MATERIAL TO PROCESS:
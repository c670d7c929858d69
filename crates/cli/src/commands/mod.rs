pub mod catalog;
pub mod config;
pub mod doctor;
pub mod message;
pub mod recommend;

use chairfit_core::catalog::Catalog;
use chairfit_core::config::{AppConfig, LoadOptions};
use serde::Serialize;

pub const EXIT_CONFIG: u8 = 2;
pub const EXIT_CATALOG: u8 = 3;
pub const EXIT_ENGINE: u8 = 4;
pub const EXIT_GATEWAY: u8 = 5;
pub const EXIT_DOCTOR: u8 = 6;

#[derive(Debug, Clone)]
pub struct CommandResult {
    pub exit_code: u8,
    pub output: String,
}

/// Error envelope printed by every command that fails.
#[derive(Debug, Serialize)]
struct CommandOutcome<'a> {
    command: &'a str,
    status: &'static str,
    error_class: &'a str,
    message: String,
}

impl CommandResult {
    pub fn failure(
        command: &str,
        error_class: &str,
        message: impl Into<String>,
        exit_code: u8,
    ) -> Self {
        let outcome =
            CommandOutcome { command, status: "error", error_class, message: message.into() };
        Self { exit_code, output: render_outcome(&outcome) }
    }

    /// Plain-text success output for the human-readable modes.
    pub fn text(output: impl Into<String>) -> Self {
        Self { exit_code: 0, output: output.into() }
    }

    /// Pretty JSON success output; falls back to the outcome envelope if the
    /// payload cannot be serialized.
    pub fn json<T: Serialize>(command: &str, payload: &T) -> Self {
        match serde_json::to_string_pretty(payload) {
            Ok(output) => Self { exit_code: 0, output },
            Err(error) => Self::failure(command, "serialization", error.to_string(), 1),
        }
    }
}

/// Loads configuration and the catalog it points to, mapping failures onto
/// command outcomes.
pub(crate) fn load_catalog(command: &str) -> Result<(AppConfig, Catalog), CommandResult> {
    let config = AppConfig::load(LoadOptions::default()).map_err(|error| {
        CommandResult::failure(command, "config_validation", error.to_string(), EXIT_CONFIG)
    })?;
    let catalog = Catalog::load(config.catalog.path.as_deref()).map_err(|error| {
        CommandResult::failure(command, "catalog", error.to_string(), EXIT_CATALOG)
    })?;
    Ok((config, catalog))
}

fn render_outcome(outcome: &CommandOutcome<'_>) -> String {
    serde_json::to_string(outcome).unwrap_or_else(|_| {
        format!(
            "{{\"command\":\"{}\",\"status\":\"error\",\"error_class\":\"serialization\"}}",
            outcome.command
        )
    })
}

WORK ITEM: For this task, retype the material exactly, line for line.

THE ANSWER:
repository c670d7c929858d69
filename crates/cli/src/commands/mod.rs
pub mod catalog;
pub mod config;
pub mod doctor;
pub mod message;
pub mod recommend;

use chairfit_core::catalog::Catalog;
use chairfit_core::config::{AppConfig, LoadOptions};
use serde::Serialize;

pub const EXIT_CONFIG: u8 = 2;
pub const EXIT_CATALOG: u8 = 3;
pub const EXIT_ENGINE: u8 = 4;
pub const EXIT_GATEWAY: u8 = 5;
pub const EXIT_DOCTOR: u8 = 6;

#[derive(Debug, Clone)]
pub struct CommandResult {
    pub exit_code: u8,
    pub output: String,
}

/// Error envelope printed by every command that fails.
#[derive(Debug, Serialize)]
struct CommandOutcome<'a> {
    command: &'a str,
    status: &'static str,
    error_class: &'a str,
    message: String,
}

impl CommandResult {
    pub fn failure(
        command: &str,
        error_class: &str,
        message: impl Into<String>,
        exit_code: u8,
    ) -> Self {
        let outcome =
            CommandOutcome { command, status: "error", error_class, message: message.into() };
        Self { exit_code, output: render_outcome(&outcome) }
    }

    /// Plain-text success output for the human-readable modes.
    pub fn text(output: impl Into<String>) -> Self {
        Self { exit_code: 0, output: output.into() }
    }

    /// Pretty JSON success output; falls back to the outcome envelope if the
    /// payload cannot be serialized.
    pub fn json<T: Serialize>(command: &str, payload: &T) -> Self {
        match serde_json::to_string_pretty(payload) {
            Ok(output) => Self { exit_code: 0, output },
            Err(error) => Self::failure(command, "serialization", error.to_string(), 1),
        }
    }
}

/// Loads configuration and the catalog it points to, mapping failures onto
/// command outcomes.
pub(crate) fn load_catalog(command: &str) -> Result<(AppConfig, Catalog), CommandResult> {
    let config = AppConfig::load(LoadOptions::default()).map_err(|error| {
        CommandResult::failure(command, "config_validation", error.to_string(), EXIT_CONFIG)
    })?;
    let catalog = Catalog::load(config.catalog.path.as_deref()).map_err(|error| {
        CommandResult::failure(command, "catalog", error.to_string(), EXIT_CATALOG)
    })?;
    Ok((config, catalog))
}

fn render_outcome(outcome: &CommandOutcome<'_>) -> String {
    serde_json::to_string(outcome).unwrap_or_else(|_| {
        format!(
            "{{\"command\":\"{}\",\"status\":\"error\",\"error_class\":\"serialization\"}}",
            outcome.command
        )
    })
}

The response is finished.